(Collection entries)
----------

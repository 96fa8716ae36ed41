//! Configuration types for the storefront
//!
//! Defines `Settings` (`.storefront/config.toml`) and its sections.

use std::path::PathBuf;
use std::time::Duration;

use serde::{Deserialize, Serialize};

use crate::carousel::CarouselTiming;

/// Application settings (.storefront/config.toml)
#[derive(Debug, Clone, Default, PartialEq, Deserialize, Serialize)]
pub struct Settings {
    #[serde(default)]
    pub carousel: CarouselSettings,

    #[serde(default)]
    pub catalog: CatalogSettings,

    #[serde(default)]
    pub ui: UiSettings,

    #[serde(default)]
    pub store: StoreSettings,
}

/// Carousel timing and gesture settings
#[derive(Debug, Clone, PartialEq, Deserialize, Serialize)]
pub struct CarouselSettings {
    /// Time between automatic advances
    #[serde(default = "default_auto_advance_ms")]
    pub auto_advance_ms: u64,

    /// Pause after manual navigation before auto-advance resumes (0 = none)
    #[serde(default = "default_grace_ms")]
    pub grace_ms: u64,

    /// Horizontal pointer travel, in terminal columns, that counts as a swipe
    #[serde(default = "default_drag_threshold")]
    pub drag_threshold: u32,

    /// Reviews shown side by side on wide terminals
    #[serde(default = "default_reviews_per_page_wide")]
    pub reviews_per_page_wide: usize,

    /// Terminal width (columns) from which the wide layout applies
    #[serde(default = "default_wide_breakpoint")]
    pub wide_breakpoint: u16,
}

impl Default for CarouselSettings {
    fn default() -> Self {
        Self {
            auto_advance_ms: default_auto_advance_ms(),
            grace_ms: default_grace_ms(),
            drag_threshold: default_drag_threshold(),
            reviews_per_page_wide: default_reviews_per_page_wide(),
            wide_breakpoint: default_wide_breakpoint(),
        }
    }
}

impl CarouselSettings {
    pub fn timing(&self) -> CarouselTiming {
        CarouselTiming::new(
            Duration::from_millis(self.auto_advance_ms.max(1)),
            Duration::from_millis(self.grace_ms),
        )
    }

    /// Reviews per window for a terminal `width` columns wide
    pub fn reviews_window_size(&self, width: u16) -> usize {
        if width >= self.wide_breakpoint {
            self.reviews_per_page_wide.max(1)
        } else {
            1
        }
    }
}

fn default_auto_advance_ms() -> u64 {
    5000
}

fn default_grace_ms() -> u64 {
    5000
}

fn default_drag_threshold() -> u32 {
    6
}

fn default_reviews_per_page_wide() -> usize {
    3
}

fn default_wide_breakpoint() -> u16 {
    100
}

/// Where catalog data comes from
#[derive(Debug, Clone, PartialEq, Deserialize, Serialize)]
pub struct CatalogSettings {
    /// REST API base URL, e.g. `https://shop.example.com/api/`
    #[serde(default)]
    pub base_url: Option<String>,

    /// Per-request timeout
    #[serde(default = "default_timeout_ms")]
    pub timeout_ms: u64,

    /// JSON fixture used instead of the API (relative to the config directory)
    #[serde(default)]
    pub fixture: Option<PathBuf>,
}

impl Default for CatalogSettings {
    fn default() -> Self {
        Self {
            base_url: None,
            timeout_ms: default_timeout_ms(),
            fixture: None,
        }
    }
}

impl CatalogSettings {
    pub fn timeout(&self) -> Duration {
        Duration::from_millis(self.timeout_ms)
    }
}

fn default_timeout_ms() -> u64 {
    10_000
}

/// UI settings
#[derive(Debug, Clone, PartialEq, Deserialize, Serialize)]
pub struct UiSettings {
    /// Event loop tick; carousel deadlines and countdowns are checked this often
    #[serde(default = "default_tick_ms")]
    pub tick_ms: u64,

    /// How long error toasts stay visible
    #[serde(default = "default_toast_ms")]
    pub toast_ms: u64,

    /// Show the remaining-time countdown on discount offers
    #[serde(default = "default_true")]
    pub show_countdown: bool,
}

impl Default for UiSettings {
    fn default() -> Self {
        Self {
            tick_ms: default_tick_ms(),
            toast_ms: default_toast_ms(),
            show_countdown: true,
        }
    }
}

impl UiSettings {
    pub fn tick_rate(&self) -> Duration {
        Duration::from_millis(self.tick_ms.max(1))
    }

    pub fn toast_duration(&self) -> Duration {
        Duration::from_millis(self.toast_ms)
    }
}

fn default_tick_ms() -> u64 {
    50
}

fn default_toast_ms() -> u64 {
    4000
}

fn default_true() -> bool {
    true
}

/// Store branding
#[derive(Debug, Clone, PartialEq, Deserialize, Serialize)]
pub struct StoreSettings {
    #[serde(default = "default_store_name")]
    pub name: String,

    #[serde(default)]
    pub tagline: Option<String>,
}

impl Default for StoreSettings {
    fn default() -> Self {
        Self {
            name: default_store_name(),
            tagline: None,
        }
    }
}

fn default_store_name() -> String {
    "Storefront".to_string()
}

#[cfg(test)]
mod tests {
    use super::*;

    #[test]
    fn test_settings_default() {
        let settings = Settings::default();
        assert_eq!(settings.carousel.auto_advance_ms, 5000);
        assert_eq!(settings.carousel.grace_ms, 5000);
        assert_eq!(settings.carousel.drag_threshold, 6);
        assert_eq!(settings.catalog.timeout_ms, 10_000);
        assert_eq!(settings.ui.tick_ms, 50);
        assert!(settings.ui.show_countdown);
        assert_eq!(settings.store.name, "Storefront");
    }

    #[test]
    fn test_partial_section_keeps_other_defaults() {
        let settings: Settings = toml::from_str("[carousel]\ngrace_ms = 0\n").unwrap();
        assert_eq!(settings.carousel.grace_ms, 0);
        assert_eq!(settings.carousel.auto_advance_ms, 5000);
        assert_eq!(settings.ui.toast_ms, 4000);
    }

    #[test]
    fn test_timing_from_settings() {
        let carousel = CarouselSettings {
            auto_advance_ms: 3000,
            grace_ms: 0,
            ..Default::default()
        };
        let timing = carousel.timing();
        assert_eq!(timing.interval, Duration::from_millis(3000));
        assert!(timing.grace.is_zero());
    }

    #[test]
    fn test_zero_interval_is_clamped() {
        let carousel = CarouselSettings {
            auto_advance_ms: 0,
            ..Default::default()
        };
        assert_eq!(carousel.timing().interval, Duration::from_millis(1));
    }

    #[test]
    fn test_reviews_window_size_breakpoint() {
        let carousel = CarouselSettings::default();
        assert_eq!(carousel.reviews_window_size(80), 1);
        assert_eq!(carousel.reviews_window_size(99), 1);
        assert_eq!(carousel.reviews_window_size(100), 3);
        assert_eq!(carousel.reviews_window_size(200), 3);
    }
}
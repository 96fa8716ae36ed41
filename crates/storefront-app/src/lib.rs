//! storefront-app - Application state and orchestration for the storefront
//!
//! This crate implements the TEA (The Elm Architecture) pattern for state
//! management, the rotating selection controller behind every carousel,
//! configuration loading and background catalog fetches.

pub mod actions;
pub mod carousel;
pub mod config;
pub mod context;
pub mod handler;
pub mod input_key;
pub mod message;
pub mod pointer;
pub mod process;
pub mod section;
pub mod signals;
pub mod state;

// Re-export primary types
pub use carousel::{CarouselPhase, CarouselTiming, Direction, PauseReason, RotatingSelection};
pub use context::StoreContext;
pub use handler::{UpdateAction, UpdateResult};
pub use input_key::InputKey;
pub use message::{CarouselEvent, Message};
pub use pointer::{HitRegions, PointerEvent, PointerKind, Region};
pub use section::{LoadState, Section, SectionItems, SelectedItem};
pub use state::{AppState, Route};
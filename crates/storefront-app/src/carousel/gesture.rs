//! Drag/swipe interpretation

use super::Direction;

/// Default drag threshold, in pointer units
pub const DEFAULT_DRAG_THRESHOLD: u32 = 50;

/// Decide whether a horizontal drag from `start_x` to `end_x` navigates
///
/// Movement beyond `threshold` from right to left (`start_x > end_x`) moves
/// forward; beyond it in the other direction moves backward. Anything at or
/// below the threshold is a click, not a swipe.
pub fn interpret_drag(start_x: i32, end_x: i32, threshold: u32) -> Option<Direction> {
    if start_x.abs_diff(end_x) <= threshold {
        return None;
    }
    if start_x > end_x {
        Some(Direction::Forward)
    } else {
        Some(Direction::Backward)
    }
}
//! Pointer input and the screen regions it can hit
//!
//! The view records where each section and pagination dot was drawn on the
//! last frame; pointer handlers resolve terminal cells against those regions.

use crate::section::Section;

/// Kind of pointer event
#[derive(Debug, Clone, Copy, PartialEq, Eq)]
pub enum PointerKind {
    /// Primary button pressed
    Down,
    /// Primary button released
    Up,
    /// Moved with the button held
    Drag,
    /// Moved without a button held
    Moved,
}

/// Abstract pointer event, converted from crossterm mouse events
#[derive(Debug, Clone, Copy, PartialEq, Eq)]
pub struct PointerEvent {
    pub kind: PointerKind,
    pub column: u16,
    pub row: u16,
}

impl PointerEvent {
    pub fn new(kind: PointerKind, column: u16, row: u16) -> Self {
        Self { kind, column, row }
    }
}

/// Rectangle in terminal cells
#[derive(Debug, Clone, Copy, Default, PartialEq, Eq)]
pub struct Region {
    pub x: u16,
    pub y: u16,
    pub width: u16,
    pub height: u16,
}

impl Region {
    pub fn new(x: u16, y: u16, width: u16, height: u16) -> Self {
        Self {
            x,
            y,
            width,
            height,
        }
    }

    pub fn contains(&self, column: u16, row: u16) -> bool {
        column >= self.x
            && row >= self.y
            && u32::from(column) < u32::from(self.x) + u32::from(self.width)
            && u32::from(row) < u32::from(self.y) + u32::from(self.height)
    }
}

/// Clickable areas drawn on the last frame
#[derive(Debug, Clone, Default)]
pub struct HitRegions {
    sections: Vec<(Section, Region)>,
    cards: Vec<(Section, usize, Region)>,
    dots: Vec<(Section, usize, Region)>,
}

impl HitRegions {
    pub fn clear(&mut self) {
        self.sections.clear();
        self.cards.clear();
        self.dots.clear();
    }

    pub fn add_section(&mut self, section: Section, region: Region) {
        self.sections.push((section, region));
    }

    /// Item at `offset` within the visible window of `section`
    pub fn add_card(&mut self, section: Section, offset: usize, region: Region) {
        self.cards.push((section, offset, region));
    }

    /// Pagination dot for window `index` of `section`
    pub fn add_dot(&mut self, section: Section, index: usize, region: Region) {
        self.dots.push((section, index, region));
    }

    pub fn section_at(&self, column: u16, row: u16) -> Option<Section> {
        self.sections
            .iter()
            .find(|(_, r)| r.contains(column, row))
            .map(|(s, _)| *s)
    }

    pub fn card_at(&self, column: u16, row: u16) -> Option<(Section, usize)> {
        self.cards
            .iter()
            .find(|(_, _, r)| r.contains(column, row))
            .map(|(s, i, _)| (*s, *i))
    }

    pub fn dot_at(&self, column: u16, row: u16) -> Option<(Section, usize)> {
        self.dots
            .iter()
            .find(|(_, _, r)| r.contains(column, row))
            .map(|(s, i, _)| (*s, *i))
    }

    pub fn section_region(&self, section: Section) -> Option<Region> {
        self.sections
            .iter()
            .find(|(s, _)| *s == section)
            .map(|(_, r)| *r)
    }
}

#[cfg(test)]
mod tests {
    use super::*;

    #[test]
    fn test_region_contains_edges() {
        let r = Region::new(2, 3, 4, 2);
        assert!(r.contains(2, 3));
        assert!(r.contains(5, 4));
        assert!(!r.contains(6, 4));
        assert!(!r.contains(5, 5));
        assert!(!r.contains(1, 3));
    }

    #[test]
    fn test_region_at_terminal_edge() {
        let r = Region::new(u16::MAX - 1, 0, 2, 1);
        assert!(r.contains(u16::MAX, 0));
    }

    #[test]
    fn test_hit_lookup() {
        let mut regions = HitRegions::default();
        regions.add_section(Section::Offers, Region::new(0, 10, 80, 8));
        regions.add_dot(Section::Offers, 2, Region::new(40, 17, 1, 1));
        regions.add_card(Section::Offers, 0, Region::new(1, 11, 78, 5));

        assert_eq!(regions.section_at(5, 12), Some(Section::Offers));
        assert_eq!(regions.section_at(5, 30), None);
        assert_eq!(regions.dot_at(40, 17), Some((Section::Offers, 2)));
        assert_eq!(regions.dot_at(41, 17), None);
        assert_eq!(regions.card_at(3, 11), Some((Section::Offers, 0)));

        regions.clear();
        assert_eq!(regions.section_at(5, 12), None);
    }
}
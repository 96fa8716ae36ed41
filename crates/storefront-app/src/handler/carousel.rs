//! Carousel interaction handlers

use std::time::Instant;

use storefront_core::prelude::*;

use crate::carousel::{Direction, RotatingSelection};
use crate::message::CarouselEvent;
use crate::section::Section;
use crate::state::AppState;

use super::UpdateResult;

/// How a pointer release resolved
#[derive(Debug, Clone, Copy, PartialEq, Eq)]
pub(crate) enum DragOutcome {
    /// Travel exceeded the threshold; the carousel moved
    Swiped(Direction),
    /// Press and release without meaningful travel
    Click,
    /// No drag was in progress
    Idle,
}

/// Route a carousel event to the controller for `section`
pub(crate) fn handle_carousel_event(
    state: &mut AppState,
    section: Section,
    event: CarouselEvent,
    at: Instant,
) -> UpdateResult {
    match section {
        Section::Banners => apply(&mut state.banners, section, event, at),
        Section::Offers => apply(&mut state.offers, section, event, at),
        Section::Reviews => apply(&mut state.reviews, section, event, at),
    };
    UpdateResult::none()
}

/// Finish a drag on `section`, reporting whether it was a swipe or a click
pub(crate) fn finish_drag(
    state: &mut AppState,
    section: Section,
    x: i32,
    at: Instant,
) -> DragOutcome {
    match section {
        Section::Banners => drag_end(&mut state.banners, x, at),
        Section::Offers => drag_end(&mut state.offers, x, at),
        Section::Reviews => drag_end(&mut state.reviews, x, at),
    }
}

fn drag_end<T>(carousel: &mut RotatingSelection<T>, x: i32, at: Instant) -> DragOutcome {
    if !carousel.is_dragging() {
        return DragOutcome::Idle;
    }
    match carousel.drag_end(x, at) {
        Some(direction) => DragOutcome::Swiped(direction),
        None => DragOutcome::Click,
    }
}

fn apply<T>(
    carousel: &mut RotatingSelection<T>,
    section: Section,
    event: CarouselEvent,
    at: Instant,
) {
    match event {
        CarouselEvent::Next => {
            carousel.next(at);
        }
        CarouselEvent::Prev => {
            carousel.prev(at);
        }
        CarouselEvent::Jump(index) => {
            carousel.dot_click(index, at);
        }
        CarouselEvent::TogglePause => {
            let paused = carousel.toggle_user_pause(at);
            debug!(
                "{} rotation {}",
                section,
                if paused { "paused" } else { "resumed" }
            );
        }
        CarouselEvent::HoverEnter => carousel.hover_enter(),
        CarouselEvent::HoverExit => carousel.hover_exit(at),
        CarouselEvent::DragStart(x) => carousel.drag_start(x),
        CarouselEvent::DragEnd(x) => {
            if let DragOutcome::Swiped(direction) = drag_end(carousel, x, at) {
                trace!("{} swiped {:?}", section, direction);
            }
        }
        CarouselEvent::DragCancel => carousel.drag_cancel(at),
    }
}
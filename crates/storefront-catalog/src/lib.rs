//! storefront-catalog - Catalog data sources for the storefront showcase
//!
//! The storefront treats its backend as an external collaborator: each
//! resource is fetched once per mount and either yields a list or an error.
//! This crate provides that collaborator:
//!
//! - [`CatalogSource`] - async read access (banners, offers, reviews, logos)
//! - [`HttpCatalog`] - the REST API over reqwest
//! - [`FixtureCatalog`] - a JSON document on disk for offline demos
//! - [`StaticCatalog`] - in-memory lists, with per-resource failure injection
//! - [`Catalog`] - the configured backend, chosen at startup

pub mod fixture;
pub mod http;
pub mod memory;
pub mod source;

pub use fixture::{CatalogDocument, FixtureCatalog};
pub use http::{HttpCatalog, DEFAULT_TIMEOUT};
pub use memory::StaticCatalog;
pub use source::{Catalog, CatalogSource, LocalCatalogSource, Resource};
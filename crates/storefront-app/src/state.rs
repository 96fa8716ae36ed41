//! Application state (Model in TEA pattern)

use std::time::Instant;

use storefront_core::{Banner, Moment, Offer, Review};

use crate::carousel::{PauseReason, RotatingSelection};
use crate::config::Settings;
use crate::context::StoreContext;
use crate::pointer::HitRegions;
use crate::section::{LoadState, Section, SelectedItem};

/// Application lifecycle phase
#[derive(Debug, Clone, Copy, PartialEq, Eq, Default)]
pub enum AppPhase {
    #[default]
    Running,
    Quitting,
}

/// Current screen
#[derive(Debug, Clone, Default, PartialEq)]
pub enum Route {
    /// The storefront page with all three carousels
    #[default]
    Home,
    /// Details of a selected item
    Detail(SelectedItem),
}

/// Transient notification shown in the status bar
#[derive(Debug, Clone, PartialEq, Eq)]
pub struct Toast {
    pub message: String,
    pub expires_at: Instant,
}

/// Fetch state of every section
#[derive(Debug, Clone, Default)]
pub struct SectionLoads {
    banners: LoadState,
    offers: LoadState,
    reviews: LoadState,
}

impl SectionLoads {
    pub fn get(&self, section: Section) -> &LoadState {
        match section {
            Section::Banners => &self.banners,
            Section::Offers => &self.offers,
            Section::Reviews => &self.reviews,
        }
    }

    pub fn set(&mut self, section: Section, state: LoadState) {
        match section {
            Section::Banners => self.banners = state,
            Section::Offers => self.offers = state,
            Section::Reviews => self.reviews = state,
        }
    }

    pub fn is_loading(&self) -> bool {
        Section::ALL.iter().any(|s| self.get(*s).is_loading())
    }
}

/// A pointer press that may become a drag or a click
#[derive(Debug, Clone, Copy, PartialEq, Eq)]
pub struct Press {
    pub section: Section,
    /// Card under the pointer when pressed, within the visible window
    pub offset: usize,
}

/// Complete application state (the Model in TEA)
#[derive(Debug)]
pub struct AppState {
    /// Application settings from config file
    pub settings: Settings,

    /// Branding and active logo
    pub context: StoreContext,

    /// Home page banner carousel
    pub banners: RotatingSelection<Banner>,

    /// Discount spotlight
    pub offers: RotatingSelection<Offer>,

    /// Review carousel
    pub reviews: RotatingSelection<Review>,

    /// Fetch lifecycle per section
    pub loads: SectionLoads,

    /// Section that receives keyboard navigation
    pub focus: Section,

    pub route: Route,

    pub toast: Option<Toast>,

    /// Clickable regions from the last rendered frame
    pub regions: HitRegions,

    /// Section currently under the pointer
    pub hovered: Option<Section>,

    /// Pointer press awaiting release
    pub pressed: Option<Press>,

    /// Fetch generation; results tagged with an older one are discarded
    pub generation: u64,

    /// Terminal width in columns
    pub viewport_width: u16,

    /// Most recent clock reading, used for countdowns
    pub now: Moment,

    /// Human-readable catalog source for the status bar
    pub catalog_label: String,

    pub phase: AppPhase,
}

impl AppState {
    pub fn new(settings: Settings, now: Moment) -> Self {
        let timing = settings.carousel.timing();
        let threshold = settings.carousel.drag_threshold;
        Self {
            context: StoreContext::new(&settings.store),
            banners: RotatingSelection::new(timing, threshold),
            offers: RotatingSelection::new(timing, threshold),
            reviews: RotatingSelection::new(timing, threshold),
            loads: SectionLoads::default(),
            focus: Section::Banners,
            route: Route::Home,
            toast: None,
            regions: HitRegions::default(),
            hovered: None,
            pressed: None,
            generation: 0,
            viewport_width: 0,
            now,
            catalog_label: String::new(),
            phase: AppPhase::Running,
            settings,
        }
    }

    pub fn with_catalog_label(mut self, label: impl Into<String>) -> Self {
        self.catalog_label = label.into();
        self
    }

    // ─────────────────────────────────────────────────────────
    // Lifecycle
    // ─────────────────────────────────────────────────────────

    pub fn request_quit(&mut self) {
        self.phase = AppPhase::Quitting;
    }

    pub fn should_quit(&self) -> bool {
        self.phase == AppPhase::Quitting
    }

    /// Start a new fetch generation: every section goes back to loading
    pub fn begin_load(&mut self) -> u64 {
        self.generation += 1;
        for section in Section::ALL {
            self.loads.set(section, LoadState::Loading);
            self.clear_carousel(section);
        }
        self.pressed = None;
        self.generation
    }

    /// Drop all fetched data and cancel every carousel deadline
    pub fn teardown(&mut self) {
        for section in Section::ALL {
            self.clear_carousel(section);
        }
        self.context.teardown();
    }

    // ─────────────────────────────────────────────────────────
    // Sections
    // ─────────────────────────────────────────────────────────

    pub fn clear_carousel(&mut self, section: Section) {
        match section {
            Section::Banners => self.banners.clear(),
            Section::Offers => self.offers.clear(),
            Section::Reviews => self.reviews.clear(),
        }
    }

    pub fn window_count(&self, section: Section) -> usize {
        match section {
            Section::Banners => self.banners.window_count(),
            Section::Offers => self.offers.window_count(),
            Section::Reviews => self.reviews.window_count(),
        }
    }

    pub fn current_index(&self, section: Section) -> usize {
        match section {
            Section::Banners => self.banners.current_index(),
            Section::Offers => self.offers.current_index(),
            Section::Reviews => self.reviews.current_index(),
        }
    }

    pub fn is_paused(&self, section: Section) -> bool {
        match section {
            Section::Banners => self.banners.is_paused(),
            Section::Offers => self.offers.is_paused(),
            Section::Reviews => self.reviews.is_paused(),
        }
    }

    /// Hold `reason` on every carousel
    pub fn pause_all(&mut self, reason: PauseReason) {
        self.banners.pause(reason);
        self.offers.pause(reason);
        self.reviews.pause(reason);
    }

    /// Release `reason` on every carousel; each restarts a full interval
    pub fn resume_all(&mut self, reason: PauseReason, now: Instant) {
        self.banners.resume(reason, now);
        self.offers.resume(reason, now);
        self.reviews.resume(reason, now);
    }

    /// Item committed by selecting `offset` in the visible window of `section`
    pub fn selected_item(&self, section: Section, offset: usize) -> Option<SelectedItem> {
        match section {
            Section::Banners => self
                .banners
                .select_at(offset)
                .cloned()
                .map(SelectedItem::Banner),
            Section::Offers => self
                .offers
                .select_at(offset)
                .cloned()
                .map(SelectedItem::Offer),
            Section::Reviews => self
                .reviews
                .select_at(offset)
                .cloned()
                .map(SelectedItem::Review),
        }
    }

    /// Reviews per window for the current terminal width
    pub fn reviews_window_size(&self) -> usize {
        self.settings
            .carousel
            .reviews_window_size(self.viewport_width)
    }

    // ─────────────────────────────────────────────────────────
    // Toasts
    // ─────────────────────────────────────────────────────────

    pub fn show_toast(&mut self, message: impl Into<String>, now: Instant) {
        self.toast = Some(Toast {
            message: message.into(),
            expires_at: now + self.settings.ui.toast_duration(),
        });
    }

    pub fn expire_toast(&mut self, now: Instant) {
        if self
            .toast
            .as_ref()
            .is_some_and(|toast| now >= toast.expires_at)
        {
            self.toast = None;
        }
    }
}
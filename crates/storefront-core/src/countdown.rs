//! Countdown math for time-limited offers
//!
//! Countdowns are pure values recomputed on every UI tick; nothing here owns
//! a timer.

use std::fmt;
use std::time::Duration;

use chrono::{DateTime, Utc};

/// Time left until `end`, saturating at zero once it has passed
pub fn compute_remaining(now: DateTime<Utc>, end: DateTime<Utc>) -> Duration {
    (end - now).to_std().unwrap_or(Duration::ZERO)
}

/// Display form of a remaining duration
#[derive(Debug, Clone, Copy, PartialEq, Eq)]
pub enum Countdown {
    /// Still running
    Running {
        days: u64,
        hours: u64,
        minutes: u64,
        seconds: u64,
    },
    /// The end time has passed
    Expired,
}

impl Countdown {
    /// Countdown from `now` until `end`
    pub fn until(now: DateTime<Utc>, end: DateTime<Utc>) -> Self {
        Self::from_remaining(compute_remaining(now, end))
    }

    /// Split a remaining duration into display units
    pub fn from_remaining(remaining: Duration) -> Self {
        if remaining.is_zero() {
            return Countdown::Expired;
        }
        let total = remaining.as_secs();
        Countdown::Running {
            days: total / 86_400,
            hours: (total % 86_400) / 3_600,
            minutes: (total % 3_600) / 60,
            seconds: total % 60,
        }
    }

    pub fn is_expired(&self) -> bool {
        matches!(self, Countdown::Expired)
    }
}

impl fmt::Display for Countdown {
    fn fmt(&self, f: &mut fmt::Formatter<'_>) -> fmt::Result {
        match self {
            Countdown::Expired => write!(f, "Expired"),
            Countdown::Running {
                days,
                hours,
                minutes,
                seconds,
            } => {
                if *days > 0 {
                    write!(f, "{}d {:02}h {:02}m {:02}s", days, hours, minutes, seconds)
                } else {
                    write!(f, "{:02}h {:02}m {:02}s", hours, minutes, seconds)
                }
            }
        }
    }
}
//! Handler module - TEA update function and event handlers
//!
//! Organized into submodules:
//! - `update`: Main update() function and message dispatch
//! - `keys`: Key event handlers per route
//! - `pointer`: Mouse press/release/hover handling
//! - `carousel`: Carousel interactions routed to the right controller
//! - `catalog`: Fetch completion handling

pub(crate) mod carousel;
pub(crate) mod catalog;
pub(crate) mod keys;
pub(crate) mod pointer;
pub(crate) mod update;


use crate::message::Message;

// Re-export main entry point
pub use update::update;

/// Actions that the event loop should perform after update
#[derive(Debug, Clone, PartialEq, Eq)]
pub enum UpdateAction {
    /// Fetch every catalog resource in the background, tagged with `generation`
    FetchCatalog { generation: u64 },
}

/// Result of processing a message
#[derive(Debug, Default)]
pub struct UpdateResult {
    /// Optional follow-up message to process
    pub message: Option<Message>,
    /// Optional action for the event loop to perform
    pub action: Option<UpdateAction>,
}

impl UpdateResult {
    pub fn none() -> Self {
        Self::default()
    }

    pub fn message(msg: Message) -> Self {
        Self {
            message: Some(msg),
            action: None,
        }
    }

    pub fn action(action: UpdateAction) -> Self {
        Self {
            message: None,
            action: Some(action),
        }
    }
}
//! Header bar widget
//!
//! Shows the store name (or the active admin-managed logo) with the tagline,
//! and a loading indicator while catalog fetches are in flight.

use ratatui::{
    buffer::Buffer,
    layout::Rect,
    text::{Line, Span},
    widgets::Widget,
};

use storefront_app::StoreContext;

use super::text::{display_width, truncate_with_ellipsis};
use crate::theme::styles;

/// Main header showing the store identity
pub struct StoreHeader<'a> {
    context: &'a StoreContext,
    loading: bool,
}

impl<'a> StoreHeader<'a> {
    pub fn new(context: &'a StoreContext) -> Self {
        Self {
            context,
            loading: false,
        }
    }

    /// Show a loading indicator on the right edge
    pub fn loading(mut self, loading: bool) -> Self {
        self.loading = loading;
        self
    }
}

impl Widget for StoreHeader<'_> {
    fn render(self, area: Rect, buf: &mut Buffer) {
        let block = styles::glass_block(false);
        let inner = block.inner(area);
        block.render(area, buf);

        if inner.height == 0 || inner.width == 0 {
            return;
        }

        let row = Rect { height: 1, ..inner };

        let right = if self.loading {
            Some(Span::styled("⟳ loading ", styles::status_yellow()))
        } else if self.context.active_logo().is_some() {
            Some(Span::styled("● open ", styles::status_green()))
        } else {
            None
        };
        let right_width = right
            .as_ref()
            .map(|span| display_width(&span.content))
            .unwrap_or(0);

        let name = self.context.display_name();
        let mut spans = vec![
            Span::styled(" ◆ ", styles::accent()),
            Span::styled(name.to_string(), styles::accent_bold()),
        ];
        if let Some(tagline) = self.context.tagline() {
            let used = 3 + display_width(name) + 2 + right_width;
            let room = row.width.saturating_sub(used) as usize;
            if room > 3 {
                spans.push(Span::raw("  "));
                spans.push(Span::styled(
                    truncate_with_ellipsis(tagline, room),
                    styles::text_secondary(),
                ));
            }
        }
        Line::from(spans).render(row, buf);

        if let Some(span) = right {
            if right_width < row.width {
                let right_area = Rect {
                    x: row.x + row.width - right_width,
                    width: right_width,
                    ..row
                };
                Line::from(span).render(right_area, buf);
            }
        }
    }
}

----------

Work item: Exactly as written, reproduce the lines of the data above from the first line through the line where "Application settings (.storefront/config.toml)" appears.

The completed task:
repository 96fa8716ae36ed41
//! Configuration types for the storefront
//!
//! Defines `Settings` (`.storefront/config.toml`) and its sections.

use std::path::PathBuf;
use std::time::Duration;

use serde::{Deserialize, Serialize};

use crate::carousel::CarouselTiming;

/// Application settings (.storefront/config.toml)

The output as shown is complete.